[Start of Attachment]

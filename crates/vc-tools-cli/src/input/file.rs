use serde::de::DeserializeOwned;
use std::fs;
use std::path::{Path, PathBuf};

/// Read a JSON parameter file and deserialise into a typed input record.
pub fn read_json<T: DeserializeOwned>(path: &str) -> Result<T, Box<dyn std::error::Error>> {
    let file = resolve_path(path)?;
    let contents = fs::read_to_string(&file)
        .map_err(|e| format!("Failed to read '{}': {}", file.display(), e))?;
    let value: T = serde_json::from_str(&contents)
        .map_err(|e| format!("Failed to parse '{}': {}", file.display(), e))?;
    Ok(value)
}

/// Resolve relative paths against the working directory and require a
/// regular file.
fn resolve_path(path: &str) -> Result<PathBuf, Box<dyn std::error::Error>> {
    let p = Path::new(path);
    let file = if p.is_absolute() {
        p.to_path_buf()
    } else {
        std::env::current_dir()?.join(p)
    };

    if !file.is_file() {
        return Err(format!("Not a readable file: {}", file.display()).into());
    }

    Ok(file)
}
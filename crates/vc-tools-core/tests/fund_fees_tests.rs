use pretty_assertions::assert_eq;
use rust_decimal::Decimal;
use rust_decimal_macros::dec;
use vc_tools_core::fund_fees::schedule::{
    compute_fund_fees, CarryBasis, FeeBasis, FeeType, FundFeeInput,
};
use vc_tools_core::fund_fees::sensitivity::{net_tvpi_sensitivity, FeeSensitivityInput, TvpiRange};
use vc_tools_core::fund_fees::waterfall::BarKind;
use vc_tools_core::fund_fees::presets;
use vc_tools_core::VcToolsError;

fn approx_eq(a: Decimal, b: Decimal) -> bool {
    (a - b).abs() < dec!(0.000000001)
}

fn all_presets() -> Vec<FundFeeInput> {
    presets::PRESET_NAMES
        .iter()
        .filter_map(|name| presets::by_name(name))
        .collect()
}

// ===========================================================================
// Fee schedule
// ===========================================================================

#[test]
fn test_standard_preset_scenario() {
    let out = compute_fund_fees(&presets::standard()).unwrap();
    let r = &out.result;

    // 10 years x (100 x 2%)
    assert_eq!(r.total_fees, dec!(20));
    assert_eq!(r.invested_capital, dec!(80));
    // 80 x 2.5
    assert_eq!(r.gross_proceeds, dec!(200));
    assert_eq!(r.years.len(), 10);
    assert!(out.warnings.is_empty());
}

#[test]
fn test_fee_sum_equals_total_for_every_preset() {
    for input in all_presets() {
        let r = compute_fund_fees(&input).unwrap().result;
        let sum: Decimal = r.years.iter().map(|y| y.mgmt_fee).sum();
        assert!(approx_eq(sum, r.total_fees), "fee sum mismatch for {:?}", input);
        assert!(approx_eq(r.net_tvpi, r.net_to_lps / input.fund_size));
        assert!(approx_eq(r.fee_drag, input.gross_tvpi - r.net_tvpi));
    }
}

#[test]
fn test_flat_committed_rate_fee() {
    let input = FundFeeInput {
        fee_rate: dec!(0.025),
        post_fee_rate: dec!(0.01),
        step_down: false,
        ..presets::standard()
    };
    let r = compute_fund_fees(&input).unwrap().result;
    for year in &r.years {
        assert_eq!(year.mgmt_fee, dec!(2.5));
    }
}

#[test]
fn test_step_down_to_committed_post_rate() {
    let input = FundFeeInput {
        step_down: true,
        post_fee_rate: dec!(0.01),
        ..presets::standard()
    };
    let r = compute_fund_fees(&input).unwrap().result;
    assert_eq!(r.years[4].mgmt_fee, dec!(2));
    assert_eq!(r.years[5].mgmt_fee, dec!(1));
    // 5 x 2 + 5 x 1
    assert_eq!(r.total_fees, dec!(15));
}

#[test]
fn test_budget_fee_type() {
    let input = FundFeeInput {
        fee_type: FeeType::Budget,
        total_budget: dec!(3),
        budget_growth_rate: Decimal::ZERO,
        other_funds_aum: Decimal::ZERO,
        ..presets::standard()
    };
    let r = compute_fund_fees(&input).unwrap().result;
    assert_eq!(r.total_fees, dec!(30));
}

#[test]
fn test_cumulative_fields_monotonic() {
    let r = compute_fund_fees(&presets::founder_friendly()).unwrap().result;
    for pair in r.years.windows(2) {
        assert!(pair[1].cumul_fees >= pair[0].cumul_fees);
        assert!(pair[1].cumul_dist >= pair[0].cumul_dist);
        assert!(pair[1].cumul_carry >= pair[0].cumul_carry);
    }
    let last = r.years.last().unwrap();
    assert!(approx_eq(last.cumul_dist, r.gross_proceeds));
    assert!(approx_eq(last.cumul_carry, r.total_carry));
}

#[test]
fn test_invested_basis_fee_declines_after_period() {
    let r = compute_fund_fees(&presets::founder_friendly()).unwrap().result;
    let post: Vec<Decimal> = r.years[4..].iter().map(|y| y.mgmt_fee).collect();
    for pair in post.windows(2) {
        assert!(pair[1] < pair[0]);
    }
}

// ===========================================================================
// Carry
// ===========================================================================

#[test]
fn test_no_hurdle_whole_fund_carry_formula() {
    let input = presets::no_hurdle();
    let r = compute_fund_fees(&input).unwrap().result;
    let expected = (r.gross_proceeds - input.fund_size).max(Decimal::ZERO) * input.carry_rate;
    assert_eq!(r.total_carry, expected);
    assert_eq!(r.hurdle_amount, Decimal::ZERO);
}

#[test]
fn test_hurdle_reduces_carry() {
    let with_hurdle = compute_fund_fees(&presets::standard()).unwrap().result;
    let without = compute_fund_fees(&FundFeeInput {
        hurdle_rate: Decimal::ZERO,
        ..presets::standard()
    })
    .unwrap()
    .result;
    assert!(with_hurdle.total_carry < without.total_carry);
    assert!(with_hurdle.hurdle_amount > Decimal::ZERO);
}

#[test]
fn test_out_of_the_money_fund_pays_no_carry() {
    let input = FundFeeInput {
        gross_tvpi: dec!(1.0),
        ..presets::standard()
    };
    let r = compute_fund_fees(&input).unwrap().result;
    assert_eq!(r.total_carry, Decimal::ZERO);
}

#[test]
fn test_top_tier_clawback_is_reported_not_netted() {
    let out = compute_fund_fees(&presets::top_tier()).unwrap();
    let r = &out.result;
    assert!(r.deal_by_deal_carry > r.whole_fund_carry);
    assert_eq!(r.clawback, r.deal_by_deal_carry - r.whole_fund_carry);
    assert_eq!(r.total_carry, r.whole_fund_carry);
    assert!(out.warnings.iter().any(|w| w.contains("clawback")));
    assert!(r
        .waterfall
        .iter()
        .any(|b| b.label == "Clawback" && b.kind == BarKind::Add));
}

#[test]
fn test_whole_fund_basis_has_no_clawback() {
    let input = FundFeeInput {
        carry_basis: CarryBasis::WholeFund,
        ..presets::top_tier()
    };
    let r = compute_fund_fees(&input).unwrap().result;
    assert_eq!(r.deal_by_deal_carry, Decimal::ZERO);
    assert_eq!(r.clawback, Decimal::ZERO);
}

// ===========================================================================
// Edge cases
// ===========================================================================

#[test]
fn test_short_fund_life_still_distributes() {
    let input = FundFeeInput {
        fund_life: 2,
        investment_period: 5,
        ..presets::standard()
    };
    let out = compute_fund_fees(&input).unwrap();
    assert_eq!(out.result.years.len(), 2);
    assert!(out.result.years[1].distribution > Decimal::ZERO);
    assert!(!out.warnings.is_empty());
}

#[test]
fn test_fees_exceeding_commitments_propagate() {
    let input = FundFeeInput {
        fee_rate: dec!(0.15),
        fee_basis: FeeBasis::Committed,
        ..presets::standard()
    };
    let out = compute_fund_fees(&input).unwrap();
    assert_eq!(out.result.invested_capital, dec!(-50));
    assert!(out.result.gross_proceeds < Decimal::ZERO);
}

#[test]
fn test_zero_fund_size_rejected() {
    let input = FundFeeInput {
        fund_size: Decimal::ZERO,
        ..presets::standard()
    };
    match compute_fund_fees(&input) {
        Err(VcToolsError::InvalidInput { field, .. }) => assert_eq!(field, "fund_size"),
        other => panic!("expected InvalidInput, got {other:?}"),
    }
}

// ===========================================================================
// Sensitivity
// ===========================================================================

#[test]
fn test_sensitivity_matches_point_model() {
    let fund = presets::founder_friendly();
    let points = net_tvpi_sensitivity(&FeeSensitivityInput {
        fund: fund.clone(),
        range: TvpiRange {
            min: dec!(1.0),
            max: dec!(3.0),
            step: dec!(0.5),
        },
    })
    .unwrap()
    .result;
    assert_eq!(points.len(), 5);
    for p in &points {
        let single = compute_fund_fees(&FundFeeInput {
            gross_tvpi: p.gross_tvpi,
            ..fund.clone()
        })
        .unwrap()
        .result;
        assert_eq!(p.net_tvpi, single.net_tvpi);
    }
}

#[test]
fn test_sensitivity_rejects_unbounded_sweep() {
    let input = FeeSensitivityInput {
        fund: presets::standard(),
        range: TvpiRange {
            min: Decimal::ZERO,
            max: dec!(5),
            step: dec!(0.00000000000000000001),
        },
    };
    match net_tvpi_sensitivity(&input) {
        Err(VcToolsError::InvalidInput { field, .. }) => assert_eq!(field, "range.step"),
        other => panic!("expected InvalidInput, got {other:?}"),
    }
}

#[test]
fn test_sensitivity_rejects_inverted_range() {
    let input = FeeSensitivityInput {
        fund: presets::standard(),
        range: TvpiRange {
            min: dec!(3),
            max: dec!(1),
            step: dec!(0.5),
        },
    };
    assert!(matches!(
        net_tvpi_sensitivity(&input),
        Err(VcToolsError::InvalidInput { .. })
    ));
}
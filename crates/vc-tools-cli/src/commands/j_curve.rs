use clap::Args;
use rust_decimal::Decimal;
use serde_json::Value;

use vc_tools_core::j_curve::presets;
use vc_tools_core::j_curve::simulation::{self, FundSimInput};

use crate::input;

/// Arguments for the J-curve cash-flow simulation
#[derive(Args)]
pub struct JCurveArgs {
    /// Named strategy: seed-specialist, series-a-focused, growth-stage, multi-stage
    #[arg(long, default_value = "multi-stage")]
    pub preset: String,

    /// Fund size ($K)
    #[arg(long)]
    pub fund_size: Option<Decimal>,

    /// Number of portfolio companies
    #[arg(long)]
    pub num_companies: Option<u32>,

    /// Years over which initial checks are written
    #[arg(long)]
    pub deployment_years: Option<u32>,

    /// Share of each stage's capital held back for follow-ons (e.g. 0.45)
    #[arg(long)]
    pub follow_on_reserve: Option<Decimal>,

    /// Path to JSON input file (overrides preset and flags)
    #[arg(long)]
    pub input: Option<String>,
}

pub fn run_j_curve(args: JCurveArgs) -> Result<Value, Box<dyn std::error::Error>> {
    let sim_input: FundSimInput = if let Some(ref path) = args.input {
        input::file::read_json(path)?
    } else if let Some(data) = input::stdin::read_stdin()? {
        data
    } else {
        let base = presets::by_name(&args.preset).ok_or_else(|| {
            format!(
                "unknown preset '{}' (expected one of: {})",
                args.preset,
                presets::PRESET_NAMES.join(", ")
            )
        })?;
        FundSimInput {
            fund_size: args.fund_size.unwrap_or(base.fund_size),
            num_companies: args.num_companies.unwrap_or(base.num_companies),
            deployment_years: args.deployment_years.unwrap_or(base.deployment_years),
            follow_on_reserve: args.follow_on_reserve.unwrap_or(base.follow_on_reserve),
            ..base
        }
    };

    let result = simulation::simulate_fund(&sim_input)?;
    Ok(serde_json::to_value(result)?)
}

[End of Attachment]

[Task directions] Look through the data and show every line containing "join".

[Response box]
        std::env::current_dir()?.join(p)
                presets::PRESET_NAMES.join(", ")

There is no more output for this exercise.